Annie's Adventures by Lauren Baratz-Logsted

Annie's Adventures by Lauren Baratz-Logsted

Author:Lauren Baratz-Logsted [Baratz-Logsted, Lauren]
Language: eng
Format: epub, mobi
ISBN: 9780547133492
Publisher: Houghton Mifflin Harcourt
Published: 2008-12-29T08:00:00+00:00


CHAPTER SIX

Annie stuck Pete's card to the fridge with a magnet, and it was as though it acted like a good angel, watching over our home. This peaceful state lasted all too briefly.

We awoke on Sunday to Annie ripping off our bedcovers and announcing, "Today we will go shopping!"

This caused a flurry of excitement. For the first time in more than two weeks we would be leaving our home to go somewhere other than school, and we would get there using something other than a bus or our feet.

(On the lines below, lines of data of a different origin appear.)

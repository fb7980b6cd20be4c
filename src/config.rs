use serde::Deserialize;

#[derive(Debug, Clone, Deserialize)]
pub struct Config {
    pub server: ServerConfig,
    pub database: DatabaseConfig,
    pub replicate: ReplicateConfig,
    pub training: TrainingConfig,
    pub webhook: WebhookConfig,
    pub storage: StorageConfig,
    pub email: EmailConfig,
    pub auth: AuthConfig,
}

#[derive(Debug, Clone, Deserialize)]
pub struct ServerConfig {
    pub host: String,
    pub port: u16,
}

#[derive(Debug, Clone, Deserialize)]
pub struct DatabaseConfig {
    pub url: String,
}

#[derive(Debug, Clone, Deserialize)]
pub struct ReplicateConfig {
    pub api_base: String,
    pub api_token: String,
    /// Account that owns created model namespaces (the training destination).
    pub model_owner: String,
    pub trainer: TrainerConfig,
    pub hardware: String,
    pub request_timeout_ms: u64,
}

/// Pinned trainer model the provider runs for every submission.
#[derive(Debug, Clone, Deserialize)]
pub struct TrainerConfig {
    pub owner: String,
    pub name: String,
    pub version: String,
}

#[derive(Debug, Clone, Deserialize)]
pub struct TrainingConfig {
    pub steps: i32,
    pub resolution: String,
    pub trigger_word: String,
    /// Pending/processing jobs older than this are expired by the sweep.
    pub stale_after_minutes: i64,
    pub sweep_interval_seconds: u64,
}

#[derive(Debug, Clone, Deserialize)]
pub struct WebhookConfig {
    /// Public base URL this service is reachable on; the provider posts
    /// completion callbacks here.
    pub base_url: String,
    /// Deliveries with a timestamp further from now than this are rejected.
    pub timestamp_tolerance_seconds: i64,
}

#[derive(Debug, Clone, Deserialize)]
pub struct StorageConfig {
    pub endpoint_url: String,
    pub region: String,
    pub bucket_name: String,
    pub access_key_id: String,
    pub secret_access_key: String,
    /// The provider must fetch the training archive within this window.
    pub signed_url_expiration_seconds: u64,
}

#[derive(Debug, Clone, Deserialize)]
pub struct EmailConfig {
    pub smtp_host: String,
    pub smtp_port: u16,
    pub smtp_username: String,
    pub smtp_password: String,
    pub from_email: String,
    pub from_name: String,
}

#[derive(Debug, Clone, Deserialize)]
pub struct AuthConfig {
    pub jwt_secret: String,
}

impl Config {
    pub fn load() -> Result<Self, config::ConfigError> {
        // Load .env file if it exists (for environment variable overrides)
        dotenvy::dotenv().ok();

        // Build config from config.yml (required) with environment variable overrides
        let config = config::Config::builder()
            .add_source(config::File::with_name("config").required(true))
            .add_source(
                config::Environment::with_prefix("TRAINVONIA")
                    .separator("__")
                    .try_parsing(true),
            )
            .build()?;

        config.try_deserialize()
    }
}
use sea_orm_migration::prelude::*;

#[derive(DeriveMigrationName)]
pub struct Migration;

#[async_trait::async_trait]
impl MigrationTrait for Migration {
    async fn up(&self, manager: &SchemaManager) -> Result<(), DbErr> {
        // Create training_jobs table for remote fine-tuning run records
        manager
            .create_table(
                Table::create()
                    .table(TrainingJobs::Table)
                    .if_not_exists()
                    .col(
                        ColumnDef::new(TrainingJobs::Id)
                            .uuid()
                            .not_null()
                            .primary_key(),
                    )
                    .col(ColumnDef::new(TrainingJobs::UserId).uuid().not_null())
                    .col(ColumnDef::new(TrainingJobs::ModelName).string().not_null())
                    .col(ColumnDef::new(TrainingJobs::ModelId).string().not_null())
                    .col(
                        ColumnDef::new(TrainingJobs::ExternalJobId)
                            .string()
                            .not_null(),
                    )
                    .col(
                        ColumnDef::new(TrainingJobs::Status)
                            .string_len(16)
                            .not_null()
                            .default("pending"),
                    )
                    .col(
                        ColumnDef::new(TrainingJobs::TriggerWord)
                            .string()
                            .not_null(),
                    )
                    .col(
                        ColumnDef::new(TrainingJobs::TrainingSteps)
                            .integer()
                            .not_null(),
                    )
                    .col(ColumnDef::new(TrainingJobs::Gender).string().null())
                    .col(
                        ColumnDef::new(TrainingJobs::ArchiveName)
                            .string()
                            .not_null(),
                    )
                    .col(ColumnDef::new(TrainingJobs::UserEmail).string().not_null())
                    .col(
                        ColumnDef::new(TrainingJobs::UserDisplayName)
                            .string()
                            .null(),
                    )
                    .col(ColumnDef::new(TrainingJobs::TrainedVersion).string().null())
                    .col(
                        ColumnDef::new(TrainingJobs::TrainingDuration)
                            .double()
                            .null(),
                    )
                    .col(
                        ColumnDef::new(TrainingJobs::CreatedAt)
                            .timestamp_with_time_zone()
                            .not_null(),
                    )
                    .col(
                        ColumnDef::new(TrainingJobs::CompletedAt)
                            .timestamp_with_time_zone()
                            .null(),
                    )
                    .to_owned(),
            )
            .await?;

        // Durable identity key: one job per (user_id, model_name).
        // Changing this requires a migration (webhook routing depends on it).
        manager
            .create_index(
                Index::create()
                    .name("idx_training_jobs_user_model")
                    .table(TrainingJobs::Table)
                    .col(TrainingJobs::UserId)
                    .col(TrainingJobs::ModelName)
                    .unique()
                    .to_owned(),
            )
            .await?;

        // Provider-side correlation key
        manager
            .create_index(
                Index::create()
                    .name("idx_training_jobs_external_job_id")
                    .table(TrainingJobs::Table)
                    .col(TrainingJobs::ExternalJobId)
                    .unique()
                    .to_owned(),
            )
            .await?;

        // Sweep scans live jobs by status and age
        manager
            .create_index(
                Index::create()
                    .name("idx_training_jobs_status_created_at")
                    .table(TrainingJobs::Table)
                    .col(TrainingJobs::Status)
                    .col(TrainingJobs::CreatedAt)
                    .to_owned(),
            )
            .await?;

        Ok(())
    }

    async fn down(&self, manager: &SchemaManager) -> Result<(), DbErr> {
        manager
            .drop_table(Table::drop().table(TrainingJobs::Table).to_owned())
            .await
    }
}

#[derive(DeriveIden)]
enum TrainingJobs {
    Table,
    Id,
    UserId,
    ModelName,
    ModelId,
    ExternalJobId,
    Status,
    TriggerWord,
    TrainingSteps,
    Gender,
    ArchiveName,
    UserEmail,
    UserDisplayName,
    TrainedVersion,
    TrainingDuration,
    CreatedAt,
    CompletedAt,
}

"Where are we going to go?" we repeatedly asked while hurriedly brushing our teeth, putting on clothes, gulping our breakfast.

But Annie, drinking a cup of coffee—a new habit she had started that day and one that caused her to make funny faces—wouldn't say at first.

"The mall?" Rebecca guessed.

"Too common," Annie said.

"The great big drugstore where they also sell toys?" Zinnia guessed.

Annie looked down her nose so sharply, she might have been the McG. "Would you like to get your birthday present from a place where they sell toothbrushes and bad-tummy medicine?"

She made a good point.

"Where, then?" Jackie asked. "We could make Will something..."

"Don't be ridiculous," Annie said. "You know we'd never be able to agree on what to make. Petal would want to make him something like paper flowers, while Georgia would want to make him a miniature guillotine."

"But that could work," Marcia said, pouring Annie a second cup of joe. "Will would wind up with two presents instead of just one. And anyway, he could always dead-head the paper flowers with the guillotine."

"Perhaps," Annie conceded. "But I have something grander in mind."

We leaned forward breathlessly. "What?"

"The Grand Emporium of Children's Delights," Annie said.

We each let out a gasp.

The Grand Emporium of Children's Delights was one of the biggest toy stores in the world, rumored to have everything any child could want.

"We've never been there before!" Rebecca said.

"I've always wanted to go!" Zinnia squealed.

"Mommy always said that that sort of excess is bad for children," Marcia observed. Which was true, and which was why we had never been there.

"Well"—Annie winced at a gulp of coffee, then winked—"we're going now."

But first she said we had to help her get ready.

"If I'm to be the driver," Annie said, and none of us argued with her that she shouldn't, "then I'll need a disguise. We certainly don't want people all over town calling the police to inform them there's an eight-year-old driving a Hummer."

We didn't bother to correct her and say that she wasn't eight yet, none of us were, and the day we would be eight was still nearly seven months away. We were too excited for quibbles.

"Do you want me to go get your spear?" Rebecca asked.

"I don't think," Annie said, "that my riding around with a medieval weapon in my hand would do anything to deflect nosy people's suspicions. No, I was thinking along the lines of something subtle..."

Which was how we all found ourselves in the tower room, which in happier times was our playroom, going through our old costume trunk.